Records excerpted from a collection:

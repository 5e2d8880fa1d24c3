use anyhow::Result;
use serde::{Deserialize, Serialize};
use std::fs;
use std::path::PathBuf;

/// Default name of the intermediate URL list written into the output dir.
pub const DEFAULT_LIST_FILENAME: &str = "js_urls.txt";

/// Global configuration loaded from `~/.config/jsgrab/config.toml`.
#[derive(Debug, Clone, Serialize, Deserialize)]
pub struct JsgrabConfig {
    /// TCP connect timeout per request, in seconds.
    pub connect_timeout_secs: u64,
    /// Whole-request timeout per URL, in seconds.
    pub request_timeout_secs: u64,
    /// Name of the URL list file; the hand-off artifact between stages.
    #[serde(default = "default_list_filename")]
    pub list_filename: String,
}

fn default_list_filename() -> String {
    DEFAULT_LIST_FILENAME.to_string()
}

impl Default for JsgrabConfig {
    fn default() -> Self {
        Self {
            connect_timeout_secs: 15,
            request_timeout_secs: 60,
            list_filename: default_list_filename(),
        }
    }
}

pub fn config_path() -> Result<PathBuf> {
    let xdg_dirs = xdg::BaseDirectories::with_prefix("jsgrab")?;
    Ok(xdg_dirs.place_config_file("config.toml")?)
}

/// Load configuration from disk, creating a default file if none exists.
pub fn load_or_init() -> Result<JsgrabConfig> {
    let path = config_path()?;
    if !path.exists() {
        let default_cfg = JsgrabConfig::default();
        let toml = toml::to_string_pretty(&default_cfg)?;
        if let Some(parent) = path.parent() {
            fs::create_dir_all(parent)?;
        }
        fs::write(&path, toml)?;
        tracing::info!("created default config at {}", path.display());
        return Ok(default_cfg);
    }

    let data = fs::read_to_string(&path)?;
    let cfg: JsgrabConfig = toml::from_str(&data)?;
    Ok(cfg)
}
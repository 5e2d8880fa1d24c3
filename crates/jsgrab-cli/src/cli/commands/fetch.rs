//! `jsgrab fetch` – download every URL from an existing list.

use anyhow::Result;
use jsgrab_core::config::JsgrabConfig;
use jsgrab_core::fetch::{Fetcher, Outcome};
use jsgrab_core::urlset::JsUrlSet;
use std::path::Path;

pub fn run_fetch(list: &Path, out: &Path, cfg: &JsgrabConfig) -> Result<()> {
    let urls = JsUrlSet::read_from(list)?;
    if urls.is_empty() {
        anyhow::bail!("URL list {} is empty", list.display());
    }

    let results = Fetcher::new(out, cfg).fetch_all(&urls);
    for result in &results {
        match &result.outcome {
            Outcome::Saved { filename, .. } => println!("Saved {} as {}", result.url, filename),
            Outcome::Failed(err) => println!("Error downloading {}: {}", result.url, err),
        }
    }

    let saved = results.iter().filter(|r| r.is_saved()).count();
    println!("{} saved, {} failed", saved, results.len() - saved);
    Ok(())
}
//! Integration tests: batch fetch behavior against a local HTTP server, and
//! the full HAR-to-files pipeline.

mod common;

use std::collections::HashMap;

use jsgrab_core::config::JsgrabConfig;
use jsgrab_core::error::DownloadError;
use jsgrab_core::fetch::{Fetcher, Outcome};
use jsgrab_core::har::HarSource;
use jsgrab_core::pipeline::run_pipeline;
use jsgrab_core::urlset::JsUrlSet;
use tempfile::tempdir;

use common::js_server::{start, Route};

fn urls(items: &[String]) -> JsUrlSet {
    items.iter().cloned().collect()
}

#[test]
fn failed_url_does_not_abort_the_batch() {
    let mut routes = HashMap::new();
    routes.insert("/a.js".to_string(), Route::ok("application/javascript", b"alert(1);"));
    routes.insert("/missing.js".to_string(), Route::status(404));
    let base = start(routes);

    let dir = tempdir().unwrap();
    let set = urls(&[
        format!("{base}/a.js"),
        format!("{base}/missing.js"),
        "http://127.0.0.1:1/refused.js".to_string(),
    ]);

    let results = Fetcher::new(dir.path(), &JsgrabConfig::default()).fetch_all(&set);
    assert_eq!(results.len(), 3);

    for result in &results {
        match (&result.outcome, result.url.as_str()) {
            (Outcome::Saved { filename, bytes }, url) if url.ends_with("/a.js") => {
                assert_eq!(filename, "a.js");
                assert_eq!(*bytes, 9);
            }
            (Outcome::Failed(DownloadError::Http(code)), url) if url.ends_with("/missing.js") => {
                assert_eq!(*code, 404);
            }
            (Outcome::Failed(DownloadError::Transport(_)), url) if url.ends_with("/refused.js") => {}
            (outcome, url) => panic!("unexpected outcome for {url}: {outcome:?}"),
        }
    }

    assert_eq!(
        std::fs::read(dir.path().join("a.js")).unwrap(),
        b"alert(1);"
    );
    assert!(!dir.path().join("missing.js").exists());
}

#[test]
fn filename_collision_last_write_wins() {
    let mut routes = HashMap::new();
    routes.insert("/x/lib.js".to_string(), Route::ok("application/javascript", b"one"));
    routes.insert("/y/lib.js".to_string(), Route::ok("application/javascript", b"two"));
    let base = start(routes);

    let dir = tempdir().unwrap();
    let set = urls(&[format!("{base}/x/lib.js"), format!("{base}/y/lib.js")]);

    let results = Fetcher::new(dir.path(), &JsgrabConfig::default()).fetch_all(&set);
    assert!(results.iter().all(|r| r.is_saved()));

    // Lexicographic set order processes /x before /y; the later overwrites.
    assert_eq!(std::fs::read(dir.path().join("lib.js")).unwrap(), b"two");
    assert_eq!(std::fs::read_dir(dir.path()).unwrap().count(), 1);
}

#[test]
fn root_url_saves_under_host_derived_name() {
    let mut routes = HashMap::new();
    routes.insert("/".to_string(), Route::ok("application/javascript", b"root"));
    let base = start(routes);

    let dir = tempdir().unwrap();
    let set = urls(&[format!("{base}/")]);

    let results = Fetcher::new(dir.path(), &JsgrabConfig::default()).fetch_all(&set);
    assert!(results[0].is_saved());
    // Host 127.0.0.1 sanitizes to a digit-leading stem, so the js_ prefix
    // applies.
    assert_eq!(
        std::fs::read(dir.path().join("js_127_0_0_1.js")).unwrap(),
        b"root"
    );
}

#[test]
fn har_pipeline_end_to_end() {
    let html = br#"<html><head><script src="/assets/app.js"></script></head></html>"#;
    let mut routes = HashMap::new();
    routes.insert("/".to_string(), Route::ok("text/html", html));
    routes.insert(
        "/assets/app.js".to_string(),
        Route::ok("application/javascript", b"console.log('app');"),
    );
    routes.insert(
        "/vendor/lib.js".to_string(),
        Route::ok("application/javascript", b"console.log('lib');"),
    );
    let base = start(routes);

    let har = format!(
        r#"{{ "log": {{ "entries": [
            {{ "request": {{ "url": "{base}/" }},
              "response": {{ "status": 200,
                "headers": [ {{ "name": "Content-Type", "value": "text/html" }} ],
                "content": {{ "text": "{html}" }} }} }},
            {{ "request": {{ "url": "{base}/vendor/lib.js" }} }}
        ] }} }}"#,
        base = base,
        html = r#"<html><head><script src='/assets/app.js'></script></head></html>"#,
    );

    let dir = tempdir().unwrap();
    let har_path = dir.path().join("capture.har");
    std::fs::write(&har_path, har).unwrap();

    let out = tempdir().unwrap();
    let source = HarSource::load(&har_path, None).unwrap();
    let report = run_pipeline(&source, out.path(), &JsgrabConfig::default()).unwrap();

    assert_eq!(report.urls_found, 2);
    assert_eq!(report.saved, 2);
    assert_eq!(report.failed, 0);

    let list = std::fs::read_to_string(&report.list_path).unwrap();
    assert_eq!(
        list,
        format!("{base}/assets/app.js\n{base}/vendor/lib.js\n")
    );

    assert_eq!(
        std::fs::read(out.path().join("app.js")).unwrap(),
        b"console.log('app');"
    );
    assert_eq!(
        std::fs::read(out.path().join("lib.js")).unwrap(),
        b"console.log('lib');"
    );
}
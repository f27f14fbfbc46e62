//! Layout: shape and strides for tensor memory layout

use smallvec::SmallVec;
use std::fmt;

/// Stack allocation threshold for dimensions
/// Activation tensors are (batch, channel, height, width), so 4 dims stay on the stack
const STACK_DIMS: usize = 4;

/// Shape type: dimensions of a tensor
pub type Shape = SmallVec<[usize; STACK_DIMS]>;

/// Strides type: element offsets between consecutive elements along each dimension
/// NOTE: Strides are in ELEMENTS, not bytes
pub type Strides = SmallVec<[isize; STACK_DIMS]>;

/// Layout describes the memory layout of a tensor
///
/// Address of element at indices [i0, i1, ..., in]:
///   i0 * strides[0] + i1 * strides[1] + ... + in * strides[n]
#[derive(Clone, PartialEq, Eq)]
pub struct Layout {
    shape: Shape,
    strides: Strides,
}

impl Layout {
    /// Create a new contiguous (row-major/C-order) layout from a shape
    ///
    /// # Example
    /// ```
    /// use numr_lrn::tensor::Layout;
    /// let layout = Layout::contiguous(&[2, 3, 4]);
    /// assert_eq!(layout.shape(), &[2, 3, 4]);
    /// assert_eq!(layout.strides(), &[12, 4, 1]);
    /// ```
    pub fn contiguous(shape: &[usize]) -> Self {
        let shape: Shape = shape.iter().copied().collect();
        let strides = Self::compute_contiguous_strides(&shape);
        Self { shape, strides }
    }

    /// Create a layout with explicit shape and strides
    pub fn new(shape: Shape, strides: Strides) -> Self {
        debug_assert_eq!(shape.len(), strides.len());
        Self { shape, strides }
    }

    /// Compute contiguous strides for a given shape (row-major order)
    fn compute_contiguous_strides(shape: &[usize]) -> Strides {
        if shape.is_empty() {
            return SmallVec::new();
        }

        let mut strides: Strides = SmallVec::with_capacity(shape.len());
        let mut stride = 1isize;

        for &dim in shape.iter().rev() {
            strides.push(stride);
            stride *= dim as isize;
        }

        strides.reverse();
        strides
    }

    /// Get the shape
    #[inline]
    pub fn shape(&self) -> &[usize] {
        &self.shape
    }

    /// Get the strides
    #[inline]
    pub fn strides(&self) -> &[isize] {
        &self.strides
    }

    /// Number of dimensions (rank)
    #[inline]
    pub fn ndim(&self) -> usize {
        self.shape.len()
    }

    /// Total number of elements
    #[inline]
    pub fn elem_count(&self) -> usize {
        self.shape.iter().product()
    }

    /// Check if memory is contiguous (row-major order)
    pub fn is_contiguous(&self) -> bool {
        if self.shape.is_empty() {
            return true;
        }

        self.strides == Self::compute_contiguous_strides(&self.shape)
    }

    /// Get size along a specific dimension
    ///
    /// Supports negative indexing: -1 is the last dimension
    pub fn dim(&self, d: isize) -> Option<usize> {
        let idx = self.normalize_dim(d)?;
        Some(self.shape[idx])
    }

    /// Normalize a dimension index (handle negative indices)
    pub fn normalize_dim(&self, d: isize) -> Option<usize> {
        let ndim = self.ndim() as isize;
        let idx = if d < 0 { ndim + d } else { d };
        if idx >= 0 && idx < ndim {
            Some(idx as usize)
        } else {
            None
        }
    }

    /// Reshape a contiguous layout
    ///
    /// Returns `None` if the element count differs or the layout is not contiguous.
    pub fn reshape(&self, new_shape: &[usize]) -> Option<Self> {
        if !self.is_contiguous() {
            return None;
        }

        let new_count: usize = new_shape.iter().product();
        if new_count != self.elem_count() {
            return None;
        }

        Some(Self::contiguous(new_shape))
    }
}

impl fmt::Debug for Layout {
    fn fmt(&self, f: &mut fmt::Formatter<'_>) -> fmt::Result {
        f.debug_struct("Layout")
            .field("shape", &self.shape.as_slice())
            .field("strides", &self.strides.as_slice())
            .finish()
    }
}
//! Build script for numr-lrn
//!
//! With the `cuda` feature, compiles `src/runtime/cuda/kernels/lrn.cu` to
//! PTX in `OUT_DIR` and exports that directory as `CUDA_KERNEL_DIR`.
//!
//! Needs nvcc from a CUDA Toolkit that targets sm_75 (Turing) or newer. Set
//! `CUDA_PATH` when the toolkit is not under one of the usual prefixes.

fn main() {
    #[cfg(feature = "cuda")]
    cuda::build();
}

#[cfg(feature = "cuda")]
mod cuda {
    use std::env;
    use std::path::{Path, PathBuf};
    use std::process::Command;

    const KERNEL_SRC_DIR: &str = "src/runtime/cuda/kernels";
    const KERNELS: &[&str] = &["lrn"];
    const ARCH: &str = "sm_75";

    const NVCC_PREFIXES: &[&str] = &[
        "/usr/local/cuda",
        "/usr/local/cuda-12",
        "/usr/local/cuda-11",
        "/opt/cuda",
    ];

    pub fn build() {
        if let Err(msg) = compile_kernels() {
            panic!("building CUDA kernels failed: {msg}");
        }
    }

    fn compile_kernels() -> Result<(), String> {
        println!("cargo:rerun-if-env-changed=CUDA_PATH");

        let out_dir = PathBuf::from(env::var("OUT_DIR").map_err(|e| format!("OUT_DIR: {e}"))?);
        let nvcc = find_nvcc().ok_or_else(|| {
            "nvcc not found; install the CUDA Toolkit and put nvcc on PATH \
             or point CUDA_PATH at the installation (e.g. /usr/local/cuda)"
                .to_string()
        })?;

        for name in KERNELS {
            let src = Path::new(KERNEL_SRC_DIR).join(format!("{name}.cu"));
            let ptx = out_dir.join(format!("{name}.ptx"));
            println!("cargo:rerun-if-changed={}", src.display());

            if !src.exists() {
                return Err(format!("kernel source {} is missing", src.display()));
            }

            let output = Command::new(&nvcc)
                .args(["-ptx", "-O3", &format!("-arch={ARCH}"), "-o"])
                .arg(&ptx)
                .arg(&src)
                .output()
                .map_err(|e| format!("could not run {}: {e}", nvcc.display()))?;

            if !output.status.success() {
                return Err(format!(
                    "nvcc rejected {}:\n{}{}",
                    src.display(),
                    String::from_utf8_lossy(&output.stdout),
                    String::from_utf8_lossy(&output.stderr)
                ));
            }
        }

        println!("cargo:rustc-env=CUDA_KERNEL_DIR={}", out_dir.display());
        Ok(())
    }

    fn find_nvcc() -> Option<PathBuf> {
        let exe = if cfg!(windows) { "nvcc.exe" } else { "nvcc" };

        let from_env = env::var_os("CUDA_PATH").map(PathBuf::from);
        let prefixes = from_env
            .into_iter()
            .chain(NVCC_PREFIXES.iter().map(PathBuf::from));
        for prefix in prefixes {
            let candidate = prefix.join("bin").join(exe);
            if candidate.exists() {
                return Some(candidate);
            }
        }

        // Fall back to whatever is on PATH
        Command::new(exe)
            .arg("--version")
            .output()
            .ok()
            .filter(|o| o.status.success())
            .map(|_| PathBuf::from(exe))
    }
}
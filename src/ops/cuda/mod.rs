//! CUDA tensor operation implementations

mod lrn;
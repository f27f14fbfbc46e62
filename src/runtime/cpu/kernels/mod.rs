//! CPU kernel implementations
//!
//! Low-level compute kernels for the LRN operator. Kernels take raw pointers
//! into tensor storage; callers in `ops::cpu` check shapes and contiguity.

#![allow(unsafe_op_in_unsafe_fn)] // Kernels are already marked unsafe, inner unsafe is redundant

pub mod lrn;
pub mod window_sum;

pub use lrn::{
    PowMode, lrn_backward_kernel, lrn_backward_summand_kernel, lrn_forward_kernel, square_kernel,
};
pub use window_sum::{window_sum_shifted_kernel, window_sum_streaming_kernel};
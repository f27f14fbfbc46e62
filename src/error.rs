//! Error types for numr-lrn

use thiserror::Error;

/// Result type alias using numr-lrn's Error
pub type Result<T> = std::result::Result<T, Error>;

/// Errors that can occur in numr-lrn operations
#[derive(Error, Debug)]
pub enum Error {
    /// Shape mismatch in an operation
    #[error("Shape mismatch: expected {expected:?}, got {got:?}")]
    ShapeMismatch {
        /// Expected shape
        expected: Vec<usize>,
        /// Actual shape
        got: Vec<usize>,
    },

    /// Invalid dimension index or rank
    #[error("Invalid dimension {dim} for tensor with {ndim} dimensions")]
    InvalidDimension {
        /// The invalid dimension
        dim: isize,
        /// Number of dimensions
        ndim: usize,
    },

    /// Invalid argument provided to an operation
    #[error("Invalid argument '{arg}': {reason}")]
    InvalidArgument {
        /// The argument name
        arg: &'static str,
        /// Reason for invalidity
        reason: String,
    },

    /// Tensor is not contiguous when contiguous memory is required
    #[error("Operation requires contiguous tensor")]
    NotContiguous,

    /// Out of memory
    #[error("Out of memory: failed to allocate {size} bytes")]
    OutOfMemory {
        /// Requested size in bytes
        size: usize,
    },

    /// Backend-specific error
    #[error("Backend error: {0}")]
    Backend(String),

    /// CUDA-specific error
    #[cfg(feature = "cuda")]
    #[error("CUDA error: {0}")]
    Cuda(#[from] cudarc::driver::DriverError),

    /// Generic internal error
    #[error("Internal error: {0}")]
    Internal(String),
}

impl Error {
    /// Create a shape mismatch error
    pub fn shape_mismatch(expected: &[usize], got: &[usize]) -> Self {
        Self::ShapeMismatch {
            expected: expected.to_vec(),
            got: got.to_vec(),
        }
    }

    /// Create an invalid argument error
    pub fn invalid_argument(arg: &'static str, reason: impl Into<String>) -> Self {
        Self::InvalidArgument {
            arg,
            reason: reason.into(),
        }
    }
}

• _WORK TO COMPLETE_
Retype every line up to and including the one that contains "use std::path::Path;", beginning at the first line of the records, with no edits.

• _ANSWER TO THIS TASK_
repository 5e2d8880fa1d24c3
use anyhow::Result;
use serde::{Deserialize, Serialize};
use std::fs;
use std::path::PathBuf;

/// Default name of the intermediate URL list written into the output dir.
pub const DEFAULT_LIST_FILENAME: &str = "js_urls.txt";

/// Global configuration loaded from `~/.config/jsgrab/config.toml`.
#[derive(Debug, Clone, Serialize, Deserialize)]
pub struct JsgrabConfig {
    /// TCP connect timeout per request, in seconds.
    pub connect_timeout_secs: u64,
    /// Whole-request timeout per URL, in seconds.
    pub request_timeout_secs: u64,
    /// Name of the URL list file; the hand-off artifact between stages.
    #[serde(default = "default_list_filename")]
    pub list_filename: String,
}

fn default_list_filename() -> String {
    DEFAULT_LIST_FILENAME.to_string()
}

impl Default for JsgrabConfig {
    fn default() -> Self {
        Self {
            connect_timeout_secs: 15,
            request_timeout_secs: 60,
            list_filename: default_list_filename(),
        }
    }
}

pub fn config_path() -> Result<PathBuf> {
    let xdg_dirs = xdg::BaseDirectories::with_prefix("jsgrab")?;
    Ok(xdg_dirs.place_config_file("config.toml")?)
}

/// Load configuration from disk, creating a default file if none exists.
pub fn load_or_init() -> Result<JsgrabConfig> {
    let path = config_path()?;
    if !path.exists() {
        let default_cfg = JsgrabConfig::default();
        let toml = toml::to_string_pretty(&default_cfg)?;
        if let Some(parent) = path.parent() {
            fs::create_dir_all(parent)?;
        }
        fs::write(&path, toml)?;
        tracing::info!("created default config at {}", path.display());
        return Ok(default_cfg);
    }

    let data = fs::read_to_string(&path)?;
    let cfg: JsgrabConfig = toml::from_str(&data)?;
    Ok(cfg)
}
repository 5e2d8880fa1d24c3
filename crates/jsgrab-cli/src/cli/commands/fetch.rs
//! `jsgrab fetch` – download every URL from an existing list.

use anyhow::Result;
use jsgrab_core::config::JsgrabConfig;
use jsgrab_core::fetch::{Fetcher, Outcome};
use jsgrab_core::urlset::JsUrlSet;
use std::path::Path;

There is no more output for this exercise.